About Uwe Hand
In his early years Uwe Hand painted trompe l’oeil still lifes, fascinated and inspired by baroque, Netherlandish paintings in a manner unique to him, for his paintings were both autobiographical and loaded with socio-political allusions. Already in those works motives becoming typical of his later work can be seen like the recurring subject of a house for example. The work entitled „Abdication“ literally marks a temporary endpoint of his naturalistic painting style in 1992 when he fell into a creative crisis. For this portrayal of a teddy bear seated in the shadow of a dramatically lit ladder, Hand found neither a suitable successor nor a plausible method of continuation. As a result, in 1998, he resorts to an almost monochrome abstraction with extremely detailed surface treatment. These large format paintings clearly stem from a time consuming process despite their inherent eruptive force. After all, Uwe Hand never paints more than eight paintings per year and rather destroys work he deems unsatisfactory than making any artistic compromise. Thus not only the artist’s hand but also time has left indelible traces in each painting.

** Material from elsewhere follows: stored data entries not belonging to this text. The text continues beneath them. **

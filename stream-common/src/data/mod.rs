// stream-common/src/data/mod.rs
pub mod types;

pub use types::*;
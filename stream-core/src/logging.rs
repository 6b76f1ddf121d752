// =================================================================
// logging.rs - Tracing Subscriber Setup
// =================================================================

use serde::Deserialize;
use tracing_subscriber::{fmt, EnvFilter};

#[derive(Debug, Clone, Copy, PartialEq, Eq, Default, Deserialize)]
#[serde(rename_all = "lowercase")]
pub enum LogFormat {
    #[default]
    Pretty,
    Json,
}

#[derive(Debug, Clone, Deserialize)]
#[serde(default)]
pub struct LogSettings {
    /// Filter directive used when RUST_LOG is unset, e.g. "info" or "stream_core=debug"
    pub level: String,
    pub format: LogFormat,
    pub with_target: bool,
    pub with_file: bool,
}

impl Default for LogSettings {
    fn default() -> Self {
        Self {
            level: "info".to_string(),
            format: LogFormat::Pretty,
            with_target: true,
            with_file: false,
        }
    }
}

impl LogSettings {
    fn filter(&self) -> EnvFilter {
        EnvFilter::try_from_default_env()
            .or_else(|_| EnvFilter::try_new(&self.level))
            .unwrap_or_else(|_| EnvFilter::new("info"))
    }
}

/// Install the global subscriber. Only binaries call this.
pub fn init_tracing(settings: &LogSettings) -> Result<(), String> {
    let builder = fmt()
        .with_env_filter(settings.filter())
        .with_target(settings.with_target)
        .with_file(settings.with_file)
        .with_line_number(settings.with_file);

    let result = match settings.format {
        LogFormat::Pretty => builder.try_init(),
        LogFormat::Json => builder.json().try_init(),
    };
    result.map_err(|e| format!("Failed to install tracing subscriber: {}", e))
}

The gestural structures of his often very heavy canvases are composed of countless layers of color and material that have been worked with all kinds of painterly substances and instruments demanding a high physical effort. Hand vehemently paints, pours and rakes oil and acrylic color, layers of pigment and sand onto the black primer of canvases laid out onto the floor. During the process he scrapes off parts of these layers leaving behind deep, crusty wounds in the skin of his paintings, which are levelled at the end to the effect of still being visible as scars while not forming impasto surfaces. Highly condensed, the work provokes in its immediacy an overpowering structure, which throws the viewer back at himself and leaves him hardly any possibilities of distancing himself. Even if his works were aesthetically close to the material and structure paintings by Jean Dubuffet, Jean Fautrier or Antoni Tapies, Uwe Hand’s technique is not really comparable to that of the before-mentioned artists but quite unique.
From the turn of the millennium, his paintings are closer to the old masters of film and photography than to classical painting. You can clearly see a tribute to Alfred Hitchcock, Andrej Tarkowsky, Jeff Wall and Gregory Crewdson. The most important reference point, however, is to this day David Lynch.